Every line in the records below between the one holding "use loom_core::contracts::Task;" and the one holding "(UUID v4) が保証する。", inclusive, is to be set down exactly; all other lines are to be left out.

<<<<

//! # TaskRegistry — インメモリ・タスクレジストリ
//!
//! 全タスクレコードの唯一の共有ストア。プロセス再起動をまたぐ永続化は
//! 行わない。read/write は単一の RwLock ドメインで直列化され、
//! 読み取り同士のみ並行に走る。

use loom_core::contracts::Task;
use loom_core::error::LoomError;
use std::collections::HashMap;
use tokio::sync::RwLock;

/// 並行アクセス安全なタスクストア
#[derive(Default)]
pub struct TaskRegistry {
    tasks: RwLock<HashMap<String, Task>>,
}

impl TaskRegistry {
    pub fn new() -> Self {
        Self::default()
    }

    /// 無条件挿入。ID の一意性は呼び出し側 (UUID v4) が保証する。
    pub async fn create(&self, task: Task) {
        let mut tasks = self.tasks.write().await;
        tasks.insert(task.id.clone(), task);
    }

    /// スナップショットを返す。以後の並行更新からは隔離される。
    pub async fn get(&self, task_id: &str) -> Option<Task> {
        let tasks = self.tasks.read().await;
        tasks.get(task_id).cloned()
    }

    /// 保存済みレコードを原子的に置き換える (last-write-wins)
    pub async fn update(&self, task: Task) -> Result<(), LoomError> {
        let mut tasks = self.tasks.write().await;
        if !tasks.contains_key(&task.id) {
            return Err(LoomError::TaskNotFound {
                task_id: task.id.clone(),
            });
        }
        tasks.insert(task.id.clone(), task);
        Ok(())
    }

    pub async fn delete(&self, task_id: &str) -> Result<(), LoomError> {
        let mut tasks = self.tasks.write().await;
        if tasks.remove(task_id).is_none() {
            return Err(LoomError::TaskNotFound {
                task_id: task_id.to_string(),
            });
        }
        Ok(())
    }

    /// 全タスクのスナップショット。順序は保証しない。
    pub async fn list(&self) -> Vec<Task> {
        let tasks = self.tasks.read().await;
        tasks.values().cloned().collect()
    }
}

>>>>
<<<<

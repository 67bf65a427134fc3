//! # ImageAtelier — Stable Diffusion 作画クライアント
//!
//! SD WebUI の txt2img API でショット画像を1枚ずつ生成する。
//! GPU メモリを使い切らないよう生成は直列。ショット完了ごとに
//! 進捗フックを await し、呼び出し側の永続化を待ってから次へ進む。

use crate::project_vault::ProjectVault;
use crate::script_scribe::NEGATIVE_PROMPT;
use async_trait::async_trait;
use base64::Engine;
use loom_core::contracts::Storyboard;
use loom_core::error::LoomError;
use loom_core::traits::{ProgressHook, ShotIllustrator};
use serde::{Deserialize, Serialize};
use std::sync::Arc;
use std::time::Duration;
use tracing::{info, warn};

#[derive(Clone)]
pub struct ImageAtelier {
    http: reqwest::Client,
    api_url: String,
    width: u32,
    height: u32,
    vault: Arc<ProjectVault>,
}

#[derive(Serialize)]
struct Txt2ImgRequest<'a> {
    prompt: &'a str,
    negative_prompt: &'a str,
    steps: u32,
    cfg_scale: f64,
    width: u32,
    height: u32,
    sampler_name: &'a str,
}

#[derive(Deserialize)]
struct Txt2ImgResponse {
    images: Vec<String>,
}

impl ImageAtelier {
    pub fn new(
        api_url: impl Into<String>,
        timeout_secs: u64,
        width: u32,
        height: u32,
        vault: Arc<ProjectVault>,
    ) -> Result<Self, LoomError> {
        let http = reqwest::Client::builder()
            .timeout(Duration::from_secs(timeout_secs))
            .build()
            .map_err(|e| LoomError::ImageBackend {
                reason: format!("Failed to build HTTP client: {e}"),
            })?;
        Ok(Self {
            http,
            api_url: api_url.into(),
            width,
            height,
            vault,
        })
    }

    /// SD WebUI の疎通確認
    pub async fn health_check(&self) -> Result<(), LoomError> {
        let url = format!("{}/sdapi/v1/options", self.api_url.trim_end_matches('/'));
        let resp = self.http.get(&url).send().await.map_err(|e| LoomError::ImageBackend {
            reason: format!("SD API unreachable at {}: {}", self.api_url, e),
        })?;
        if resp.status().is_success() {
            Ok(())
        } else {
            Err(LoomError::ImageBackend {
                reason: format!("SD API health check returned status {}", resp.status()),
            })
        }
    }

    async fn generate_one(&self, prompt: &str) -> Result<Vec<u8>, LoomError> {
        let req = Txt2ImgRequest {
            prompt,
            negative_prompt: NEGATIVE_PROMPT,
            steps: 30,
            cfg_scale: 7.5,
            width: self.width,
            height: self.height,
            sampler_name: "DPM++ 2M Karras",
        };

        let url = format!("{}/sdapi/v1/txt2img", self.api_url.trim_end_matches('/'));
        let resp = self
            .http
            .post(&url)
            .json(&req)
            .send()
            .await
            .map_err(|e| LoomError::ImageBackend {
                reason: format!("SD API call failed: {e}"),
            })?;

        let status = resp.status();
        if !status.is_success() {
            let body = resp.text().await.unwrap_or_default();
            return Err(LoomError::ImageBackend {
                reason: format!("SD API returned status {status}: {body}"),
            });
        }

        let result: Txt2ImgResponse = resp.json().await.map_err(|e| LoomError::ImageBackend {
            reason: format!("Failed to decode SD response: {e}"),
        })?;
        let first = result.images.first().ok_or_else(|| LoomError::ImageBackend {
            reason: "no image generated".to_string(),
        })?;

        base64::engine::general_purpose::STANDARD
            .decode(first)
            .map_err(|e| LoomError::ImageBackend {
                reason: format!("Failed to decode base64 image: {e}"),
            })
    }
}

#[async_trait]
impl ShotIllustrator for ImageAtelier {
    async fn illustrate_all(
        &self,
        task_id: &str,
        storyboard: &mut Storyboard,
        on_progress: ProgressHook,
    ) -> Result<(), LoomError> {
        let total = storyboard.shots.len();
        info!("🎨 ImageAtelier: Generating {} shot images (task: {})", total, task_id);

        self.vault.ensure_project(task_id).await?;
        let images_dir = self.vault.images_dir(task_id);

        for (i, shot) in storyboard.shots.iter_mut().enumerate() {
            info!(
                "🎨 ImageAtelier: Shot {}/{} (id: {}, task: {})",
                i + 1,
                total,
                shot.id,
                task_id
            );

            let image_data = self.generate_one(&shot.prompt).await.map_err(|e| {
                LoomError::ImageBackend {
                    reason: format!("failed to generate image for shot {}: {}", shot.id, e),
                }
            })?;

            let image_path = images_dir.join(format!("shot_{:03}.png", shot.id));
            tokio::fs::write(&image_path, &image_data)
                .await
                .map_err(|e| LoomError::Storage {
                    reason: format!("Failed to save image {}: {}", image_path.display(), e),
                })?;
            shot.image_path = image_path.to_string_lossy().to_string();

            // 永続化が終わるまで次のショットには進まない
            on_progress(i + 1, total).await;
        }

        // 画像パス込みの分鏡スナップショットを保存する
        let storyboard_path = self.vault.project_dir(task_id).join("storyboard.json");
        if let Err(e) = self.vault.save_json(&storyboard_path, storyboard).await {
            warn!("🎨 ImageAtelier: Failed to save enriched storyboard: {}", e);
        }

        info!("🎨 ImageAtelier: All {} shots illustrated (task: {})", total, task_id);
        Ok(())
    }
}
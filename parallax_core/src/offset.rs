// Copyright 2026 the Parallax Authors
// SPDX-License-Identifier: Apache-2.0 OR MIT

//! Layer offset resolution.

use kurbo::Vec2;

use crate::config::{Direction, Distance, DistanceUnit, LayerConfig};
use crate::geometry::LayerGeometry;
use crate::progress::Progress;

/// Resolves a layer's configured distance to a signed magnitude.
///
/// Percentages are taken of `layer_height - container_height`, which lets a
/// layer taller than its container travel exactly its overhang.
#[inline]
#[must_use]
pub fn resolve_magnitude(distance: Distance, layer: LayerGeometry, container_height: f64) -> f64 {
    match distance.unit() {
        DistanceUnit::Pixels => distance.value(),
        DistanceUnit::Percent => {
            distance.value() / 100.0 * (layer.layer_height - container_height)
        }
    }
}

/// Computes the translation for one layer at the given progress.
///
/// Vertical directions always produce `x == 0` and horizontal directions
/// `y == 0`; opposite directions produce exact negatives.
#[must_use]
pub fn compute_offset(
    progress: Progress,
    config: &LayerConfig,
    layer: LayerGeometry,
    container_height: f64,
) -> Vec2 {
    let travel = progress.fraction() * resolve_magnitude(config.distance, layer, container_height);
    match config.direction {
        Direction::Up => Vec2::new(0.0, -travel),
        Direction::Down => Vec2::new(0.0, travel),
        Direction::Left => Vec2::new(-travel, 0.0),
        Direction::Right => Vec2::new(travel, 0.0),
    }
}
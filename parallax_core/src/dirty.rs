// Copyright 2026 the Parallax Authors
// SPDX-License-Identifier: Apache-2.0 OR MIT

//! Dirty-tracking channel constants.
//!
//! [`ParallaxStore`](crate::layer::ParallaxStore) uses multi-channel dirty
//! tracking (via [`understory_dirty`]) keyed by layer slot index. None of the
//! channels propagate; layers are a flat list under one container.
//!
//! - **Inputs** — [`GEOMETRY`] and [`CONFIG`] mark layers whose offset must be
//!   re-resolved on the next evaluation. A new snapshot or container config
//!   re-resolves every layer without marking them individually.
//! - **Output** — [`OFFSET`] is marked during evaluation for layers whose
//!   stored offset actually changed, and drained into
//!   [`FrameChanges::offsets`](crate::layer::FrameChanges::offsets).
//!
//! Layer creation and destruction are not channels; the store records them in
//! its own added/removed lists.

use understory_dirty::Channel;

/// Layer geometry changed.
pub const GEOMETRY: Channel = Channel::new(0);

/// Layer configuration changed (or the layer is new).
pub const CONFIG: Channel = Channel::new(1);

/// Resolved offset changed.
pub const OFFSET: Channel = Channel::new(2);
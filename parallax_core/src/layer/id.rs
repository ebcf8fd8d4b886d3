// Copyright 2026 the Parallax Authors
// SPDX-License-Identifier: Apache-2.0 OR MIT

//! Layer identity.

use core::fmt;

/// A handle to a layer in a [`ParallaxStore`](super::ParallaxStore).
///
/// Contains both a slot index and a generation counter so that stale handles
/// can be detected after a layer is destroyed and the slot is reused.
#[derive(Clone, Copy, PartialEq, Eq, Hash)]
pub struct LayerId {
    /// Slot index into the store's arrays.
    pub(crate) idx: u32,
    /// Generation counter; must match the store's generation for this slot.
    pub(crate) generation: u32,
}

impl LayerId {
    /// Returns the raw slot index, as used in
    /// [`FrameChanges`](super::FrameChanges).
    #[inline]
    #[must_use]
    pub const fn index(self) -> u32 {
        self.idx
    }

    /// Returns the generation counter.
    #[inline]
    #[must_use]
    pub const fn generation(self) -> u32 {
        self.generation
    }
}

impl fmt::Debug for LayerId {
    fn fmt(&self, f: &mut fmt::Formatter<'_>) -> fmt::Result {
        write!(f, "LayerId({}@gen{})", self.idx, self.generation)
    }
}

>>>>
<<<<

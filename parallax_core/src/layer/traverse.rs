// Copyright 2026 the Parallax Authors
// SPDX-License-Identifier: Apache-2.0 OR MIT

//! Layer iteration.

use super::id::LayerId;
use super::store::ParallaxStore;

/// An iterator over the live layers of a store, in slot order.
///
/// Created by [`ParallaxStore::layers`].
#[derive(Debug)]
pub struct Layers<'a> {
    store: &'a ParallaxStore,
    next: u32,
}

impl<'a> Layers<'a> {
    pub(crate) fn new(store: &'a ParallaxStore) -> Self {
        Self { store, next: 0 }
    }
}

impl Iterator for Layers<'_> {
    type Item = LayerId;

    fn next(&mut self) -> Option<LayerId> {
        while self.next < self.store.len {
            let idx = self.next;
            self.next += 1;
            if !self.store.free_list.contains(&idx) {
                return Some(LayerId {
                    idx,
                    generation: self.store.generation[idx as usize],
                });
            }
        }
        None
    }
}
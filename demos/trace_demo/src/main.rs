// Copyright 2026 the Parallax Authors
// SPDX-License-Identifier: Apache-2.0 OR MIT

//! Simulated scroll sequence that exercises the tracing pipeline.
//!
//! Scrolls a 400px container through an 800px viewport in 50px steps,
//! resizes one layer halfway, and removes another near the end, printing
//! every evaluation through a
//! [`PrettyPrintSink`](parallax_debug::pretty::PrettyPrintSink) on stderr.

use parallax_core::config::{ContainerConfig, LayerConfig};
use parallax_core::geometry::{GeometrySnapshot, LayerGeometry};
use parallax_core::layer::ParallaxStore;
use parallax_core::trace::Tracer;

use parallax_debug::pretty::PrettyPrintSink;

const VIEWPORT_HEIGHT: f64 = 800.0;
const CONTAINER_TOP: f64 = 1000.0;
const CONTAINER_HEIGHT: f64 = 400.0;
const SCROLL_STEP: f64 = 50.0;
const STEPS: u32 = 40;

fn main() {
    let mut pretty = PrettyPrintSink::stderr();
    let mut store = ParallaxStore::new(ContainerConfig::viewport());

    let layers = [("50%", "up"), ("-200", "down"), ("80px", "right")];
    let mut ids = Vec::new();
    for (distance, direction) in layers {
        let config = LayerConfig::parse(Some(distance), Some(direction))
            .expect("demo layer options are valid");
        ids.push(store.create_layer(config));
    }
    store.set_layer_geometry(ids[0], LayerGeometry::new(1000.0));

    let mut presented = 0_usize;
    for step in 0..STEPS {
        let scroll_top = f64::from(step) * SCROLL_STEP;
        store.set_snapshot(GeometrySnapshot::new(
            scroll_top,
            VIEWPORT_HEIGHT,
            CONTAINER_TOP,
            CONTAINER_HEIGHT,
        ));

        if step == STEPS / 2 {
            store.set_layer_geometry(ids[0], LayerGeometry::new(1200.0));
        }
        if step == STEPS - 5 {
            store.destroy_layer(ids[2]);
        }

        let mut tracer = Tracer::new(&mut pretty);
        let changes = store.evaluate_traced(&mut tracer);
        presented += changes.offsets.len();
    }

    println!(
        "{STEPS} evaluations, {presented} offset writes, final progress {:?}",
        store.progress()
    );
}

>>>>

Exercise answer
use loom_core::contracts::Task;
use loom_core::error::LoomError;
use std::collections::HashMap;
use tokio::sync::RwLock;

/// 並行アクセス安全なタスクストア
#[derive(Default)]
pub struct TaskRegistry {
    tasks: RwLock<HashMap<String, Task>>,
}

impl TaskRegistry {
    pub fn new() -> Self {
        Self::default()
    }

    /// 無条件挿入。ID の一意性は呼び出し側 (UUID v4) が保証する。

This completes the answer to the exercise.